(Source material)

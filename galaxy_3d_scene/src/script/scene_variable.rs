/// Named, typed globals of a scene procedure.
///
/// Declared by `<Declare>` elements and shared by every pass of the
/// procedure. Scalar and vector payloads fit in `SCENE_VARIABLE_WORDS`
/// 32-bit words (the largest, a 4x4 matrix, fills all of them); resource
/// variables hold a handle that stays `None` when it could not be resolved
/// or created.

use std::sync::Arc;
use glam::{Mat4, Vec2, Vec3, Vec4};
use crate::renderer::{DepthStencilBuffer, Effect, ParamValue, RenderTarget, Texture};
use super::gauss_blur_filter::GaussBlurFilter;

/// Capacity of a variable payload, in 32-bit words
pub const SCENE_VARIABLE_WORDS: usize = 16;

const _: () = assert!(std::mem::size_of::<Mat4>() == SCENE_VARIABLE_WORDS * 4);

#[derive(Debug, Clone, Copy, PartialEq, Eq)]
pub enum SceneVariableType {
    RenderTarget,
    DepthStencil,
    Matrix,
    Vector4,
    Vector3,
    Vector2,
    Single,
    Texture,
    Integer,
    Boolean,
    Effect,
    GaussBlurFilter,
}

impl SceneVariableType {
    /// Parse a `Type` attribute (case-insensitive).
    pub fn parse(name: &str) -> Option<Self> {
        const NAMES: [(&str, SceneVariableType); 12] = [
            ("RenderTarget", SceneVariableType::RenderTarget),
            ("DepthStencil", SceneVariableType::DepthStencil),
            ("Matrix", SceneVariableType::Matrix),
            ("Vector4", SceneVariableType::Vector4),
            ("Vector3", SceneVariableType::Vector3),
            ("Vector2", SceneVariableType::Vector2),
            ("Single", SceneVariableType::Single),
            ("Texture", SceneVariableType::Texture),
            ("Integer", SceneVariableType::Integer),
            ("Boolean", SceneVariableType::Boolean),
            ("Effect", SceneVariableType::Effect),
            ("GaussBlurFilter", SceneVariableType::GaussBlurFilter),
        ];
        NAMES.iter()
            .find(|(n, _)| n.eq_ignore_ascii_case(name.trim()))
            .map(|(_, t)| *t)
    }
}

#[derive(Debug, Clone)]
pub enum SceneVariableValue {
    RenderTarget(Option<Arc<dyn RenderTarget>>),
    DepthStencil(Option<Arc<dyn DepthStencilBuffer>>),
    Matrix(Mat4),
    Vector4(Vec4),
    Vector3(Vec3),
    Vector2(Vec2),
    Single(f32),
    Texture(Option<Arc<dyn Texture>>),
    Integer(i32),
    Boolean(bool),
    Effect(Option<Arc<dyn Effect>>),
    GaussBlurFilter(GaussBlurFilter),
}

impl SceneVariableValue {
    pub fn variable_type(&self) -> SceneVariableType {
        match self {
            Self::RenderTarget(_) => SceneVariableType::RenderTarget,
            Self::DepthStencil(_) => SceneVariableType::DepthStencil,
            Self::Matrix(_) => SceneVariableType::Matrix,
            Self::Vector4(_) => SceneVariableType::Vector4,
            Self::Vector3(_) => SceneVariableType::Vector3,
            Self::Vector2(_) => SceneVariableType::Vector2,
            Self::Single(_) => SceneVariableType::Single,
            Self::Texture(_) => SceneVariableType::Texture,
            Self::Integer(_) => SceneVariableType::Integer,
            Self::Boolean(_) => SceneVariableType::Boolean,
            Self::Effect(_) => SceneVariableType::Effect,
            Self::GaussBlurFilter(_) => SceneVariableType::GaussBlurFilter,
        }
    }
}

#[derive(Debug, Clone)]
pub struct SceneVariable {
    name: String,
    value: SceneVariableValue,
}

impl SceneVariable {
    pub fn new(name: impl Into<String>, value: SceneVariableValue) -> Self {
        Self {
            name: name.into(),
            value,
        }
    }

    pub fn name(&self) -> &str {
        &self.name
    }

    pub fn value(&self) -> &SceneVariableValue {
        &self.value
    }

    pub fn variable_type(&self) -> SceneVariableType {
        self.value.variable_type()
    }

    pub fn set_value(&mut self, value: SceneVariableValue) {
        self.value = value;
    }

    /// Overwrite a boolean variable. Other types are left untouched.
    pub fn set_boolean(&mut self, value: bool) -> bool {
        match &mut self.value {
            SceneVariableValue::Boolean(b) => {
                *b = value;
                true
            }
            _ => false,
        }
    }

    /// Whether a resource variable holds its handle (always true for values)
    pub fn is_resolved(&self) -> bool {
        match &self.value {
            SceneVariableValue::RenderTarget(rt) => rt.is_some(),
            SceneVariableValue::DepthStencil(ds) => ds.is_some(),
            SceneVariableValue::Texture(t) => t.is_some(),
            SceneVariableValue::Effect(e) => e.is_some(),
            _ => true,
        }
    }

    pub fn render_target(&self) -> Option<&Arc<dyn RenderTarget>> {
        match &self.value {
            SceneVariableValue::RenderTarget(rt) => rt.as_ref(),
            _ => None,
        }
    }

    pub fn depth_stencil(&self) -> Option<&Arc<dyn DepthStencilBuffer>> {
        match &self.value {
            SceneVariableValue::DepthStencil(ds) => ds.as_ref(),
            _ => None,
        }
    }

    pub fn effect(&self) -> Option<&Arc<dyn Effect>> {
        match &self.value {
            SceneVariableValue::Effect(effect) => effect.as_ref(),
            _ => None,
        }
    }

    /// First two payload words, as loaded on the operand stack.
    ///
    /// Handles load their size (zero when unset), so they test true once
    /// resolved.
    pub fn leading_words(&self) -> [u32; 2] {
        match &self.value {
            SceneVariableValue::RenderTarget(rt) => rt.as_ref().map_or([0, 0], |t| [t.width(), t.height()]),
            SceneVariableValue::DepthStencil(ds) => ds.as_ref().map_or([0, 0], |b| [b.width(), b.height()]),
            SceneVariableValue::Texture(t) => t.as_ref().map_or([0, 0], |t| [t.width(), t.height()]),
            SceneVariableValue::Effect(e) => [e.is_some() as u32, 0],
            SceneVariableValue::Matrix(m) => {
                let words: [u32; SCENE_VARIABLE_WORDS] = bytemuck::cast(m.to_cols_array());
                [words[0], words[1]]
            }
            SceneVariableValue::Vector4(v) => [v.x.to_bits(), v.y.to_bits()],
            SceneVariableValue::Vector3(v) => [v.x.to_bits(), v.y.to_bits()],
            SceneVariableValue::Vector2(v) => bytemuck::cast(*v),
            SceneVariableValue::Single(f) => [f.to_bits(), 0],
            SceneVariableValue::Integer(i) => [*i as u32, 0],
            SceneVariableValue::Boolean(b) => [*b as u32, 0],
            SceneVariableValue::GaussBlurFilter(filter) => [filter.sample_weights().len() as u32, 0],
        }
    }

    /// The whole variable as an effect parameter value.
    pub fn to_param(&self) -> Option<ParamValue> {
        let value = match &self.value {
            SceneVariableValue::RenderTarget(rt) => ParamValue::RenderTarget(rt.clone()?),
            SceneVariableValue::Texture(t) => ParamValue::Texture(t.clone()?),
            SceneVariableValue::Matrix(m) => ParamValue::Matrix(*m),
            SceneVariableValue::Vector4(v) => ParamValue::Vec4(*v),
            SceneVariableValue::Vector3(v) => ParamValue::Vec3(*v),
            SceneVariableValue::Vector2(v) => ParamValue::Vec2(*v),
            SceneVariableValue::Single(f) => ParamValue::Float(*f),
            SceneVariableValue::Integer(i) => ParamValue::Int(*i),
            SceneVariableValue::Boolean(b) => ParamValue::Bool(*b),
            SceneVariableValue::GaussBlurFilter(filter) => {
                ParamValue::FloatArray(filter.sample_weights().to_vec())
            }
            SceneVariableValue::DepthStencil(_) | SceneVariableValue::Effect(_) => return None,
        };
        Some(value)
    }

    /// Named property (`Width`, `Height`, `Size`, `X`..`W`,
    /// `SampleOffsets`, `SampleWeights`), case-insensitive.
    pub fn property(&self, name: &str) -> Option<ParamValue> {
        let name = name.trim().to_ascii_lowercase();

        let size = match &self.value {
            SceneVariableValue::RenderTarget(Some(t)) => Some((t.width(), t.height())),
            SceneVariableValue::DepthStencil(Some(b)) => Some((b.width(), b.height())),
            SceneVariableValue::Texture(Some(t)) => Some((t.width(), t.height())),
            _ => None,
        };
        if let Some((width, height)) = size {
            return match name.as_str() {
                "width" => Some(ParamValue::Int(width as i32)),
                "height" => Some(ParamValue::Int(height as i32)),
                "size" => Some(ParamValue::Vec2(Vec2::new(width as f32, height as f32))),
                _ => None,
            };
        }

        let components = match &self.value {
            SceneVariableValue::Vector4(v) => Some((4, v.to_array())),
            SceneVariableValue::Vector3(v) => Some((3, v.extend(0.0).to_array())),
            SceneVariableValue::Vector2(v) => Some((2, [v.x, v.y, 0.0, 0.0])),
            _ => None,
        };
        if let Some((count, components)) = components {
            let index = match name.as_str() {
                "x" => 0,
                "y" => 1,
                "z" => 2,
                "w" => 3,
                _ => return None,
            };
            return (index < count).then(|| ParamValue::Float(components[index]));
        }

        match (&self.value, name.as_str()) {
            (SceneVariableValue::GaussBlurFilter(filter), "sampleoffsets") => {
                Some(ParamValue::FloatArray(filter.sample_offsets().to_vec()))
            }
            (SceneVariableValue::GaussBlurFilter(filter), "sampleweights") => {
                Some(ParamValue::FloatArray(filter.sample_weights().to_vec()))
            }
            _ => None,
        }
    }
}

#[cfg(test)]
#[path = "scene_variable_tests.rs"]
mod tests;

(End Source material)

## The task
Identify and extract each line of the listing that contains "Named".

## Final answer
/// Named, typed globals of a scene procedure.
    /// Named property (`Width`, `Height`, `Size`, `X`..`W`,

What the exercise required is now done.